50th Anniversary Edition 

Nissan introduced the 50th Anniversary Edition at the 2019 New York Auto Show. The car had the same  V6 VR38DETT engine with  at 6,800 rpm and  at 3,200–5,800 rpm. Nissan introduced two-tone exterior colours – Bayside (Wangan) Blue, with white racing stripes, blue accents on the wheel spokes, and Pearl White with red stripes and Super Silver with white stripes also available for the GT-R 50th Anniversary Edition. Also, the car include; a unique steering wheel and shift knob trim, special embossed seats, Alcantara headliner with unique stitching and Alcantara-wrapped sun visors.

Nismo Special Edition 

On April 15, 2021, for the 2022 model year (as a 2021 model year in United States), Nissan unveiled a new, built-to-order, GT-R Nismo Special Edition (known as GT-R Nismo SV in Japan and Australian market) along with the standard GT-R Nismo, both models were limited to 300 units.

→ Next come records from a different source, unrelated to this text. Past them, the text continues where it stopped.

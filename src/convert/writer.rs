//! Ghostty config serialization with single-generation backups.

use std::fs::{self, File};
use std::io::{BufWriter, Write};
use std::path::{Path, PathBuf};

use tracing::debug;

use crate::error::OutputError;

use super::table::is_palette_key;
use super::GhosttyConfig;

/// Suffix appended to the target path for the previous generation.
pub const BACKUP_SUFFIX: &str = ".bak";

/// `<path>.bak`
pub fn backup_path(path: &Path) -> PathBuf {
    let mut name = path.as_os_str().to_owned();
    name.push(BACKUP_SUFFIX);
    PathBuf::from(name)
}

/// Render entries in ascending key order, one per line.
///
/// Palette composite keys already carry their `=`, so they are followed by
/// two spaces instead of ` = `.
pub fn render_ghostty_config(config: &GhosttyConfig) -> String {
    let mut out = String::new();
    for (key, value) in config.iter() {
        if is_palette_key(key) {
            out.push_str(&format!("{key}  {value}\n"));
        } else {
            out.push_str(&format!("{key} = {value}\n"));
        }
    }
    out
}

/// Write `config` to `path`, returning the backup path when an existing file
/// was moved aside.
///
/// The parent directory is created if needed. An existing `<path>.bak` is
/// replaced. Nothing is rolled back if the final write fails.
pub fn write_ghostty_config(
    path: &Path,
    config: &GhosttyConfig,
) -> Result<Option<PathBuf>, OutputError> {
    if let Some(parent) = path.parent().filter(|p| !p.as_os_str().is_empty()) {
        fs::create_dir_all(parent).map_err(|source| OutputError::CreateDir {
            path: parent.to_path_buf(),
            source,
        })?;
    }

    let backup = if path.exists() {
        Some(rotate_backup(path)?)
    } else {
        None
    };

    let file = File::create(path).map_err(|source| OutputError::Write {
        path: path.to_path_buf(),
        source,
    })?;
    let mut writer = BufWriter::new(file);
    writer
        .write_all(render_ghostty_config(config).as_bytes())
        .and_then(|()| writer.flush())
        .map_err(|source| OutputError::Write {
            path: path.to_path_buf(),
            source,
        })?;
    debug!(path = %path.display(), entries = config.len(), "wrote ghostty config");
    Ok(backup)
}

/// Move `path` to `<path>.bak`, dropping any older backup first.
fn rotate_backup(path: &Path) -> Result<PathBuf, OutputError> {
    let backup = backup_path(path);
    match fs::remove_file(&backup) {
        Ok(()) => debug!(path = %backup.display(), "removed previous backup"),
        Err(e) if e.kind() == std::io::ErrorKind::NotFound => {}
        Err(source) => {
            return Err(OutputError::RemoveBackup {
                path: backup,
                source,
            })
        }
    }
    fs::rename(path, &backup).map_err(|source| OutputError::Backup {
        path: backup.clone(),
        source,
    })?;
    debug!(from = %path.display(), to = %backup.display(), "backed up existing config");
    Ok(backup)
}

#[cfg(test)]
mod tests {
    use super::*;
    use crate::testsupport::TestTempDir;

    fn config(pairs: &[(&str, &str)]) -> GhosttyConfig {
        let mut out = GhosttyConfig::new();
        for (k, v) in pairs {
            out.insert(k.to_string(), v.to_string());
        }
        out
    }

    #[test]
    fn renders_sorted_with_palette_exception() {
        let text = render_ghostty_config(&config(&[
            ("font-size", "14"),
            ("palette = 3=", "#ffffff"),
            ("background", "#000000"),
            ("# foo_bar", "baz"),
        ]));
        assert_eq!(
            text,
            "# foo_bar = baz\nbackground = #000000\nfont-size = 14\npalette = 3=  #ffffff\n"
        );
    }

    #[test]
    fn creates_missing_parent_directories() {
        let fixture = TestTempDir::new("writer-mkdir");
        let target = fixture.child("nested/ghostty/config");
        let backup = write_ghostty_config(&target, &config(&[("font-size", "12")])).unwrap();
        assert_eq!(backup, None);
        assert_eq!(fs::read_to_string(&target).unwrap(), "font-size = 12\n");
    }

    #[test]
    fn second_write_backs_up_first() {
        let fixture = TestTempDir::new("writer-backup");
        let target = fixture.child("config");
        let first = config(&[("font-size", "12"), ("theme", "Dracula")]);
        write_ghostty_config(&target, &first).unwrap();

        let backup = write_ghostty_config(&target, &config(&[("font-size", "16")])).unwrap();
        assert_eq!(backup.as_deref(), Some(backup_path(&target).as_path()));
        assert_eq!(
            fs::read_to_string(backup_path(&target)).unwrap(),
            render_ghostty_config(&first)
        );
        assert_eq!(fs::read_to_string(&target).unwrap(), "font-size = 16\n");
    }

    #[test]
    fn keeps_only_one_backup_generation() {
        let fixture = TestTempDir::new("writer-rotate");
        let target = fixture.write_text("config", "generation = 1\n");
        fixture.write_text("config.bak", "generation = 0\n");

        write_ghostty_config(&target, &config(&[("generation", "2")])).unwrap();
        assert_eq!(
            fs::read_to_string(backup_path(&target)).unwrap(),
            "generation = 1\n"
        );
        assert!(!fixture.child("config.bak.bak").exists());
    }

    #[test]
    fn backup_path_appends_suffix() {
        assert_eq!(
            backup_path(Path::new("/home/g/.config/ghostty/config")),
            PathBuf::from("/home/g/.config/ghostty/config.bak")
        );
    }
}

The Special Edition went on sale in Japan in October 2021. It was offered with the new, Nismo-exclusive, Nismo Stealth Gray body colour, which was inspired by track tarmacs that the GT-R has set records on and competed on. The Special Edition featured a Nismo-exclusive clear-coated carbon-fibre hood, reducing 100 grams of weight compared to the standard GT-R Nismo. The edition-exclusive 20-inch Rays aluminium forged wheels had a red accent that matches existing accents around the body. The new Nissan logo was unveiled on the Nissan Ariya adorns the rear trunk lid and wheel center caps.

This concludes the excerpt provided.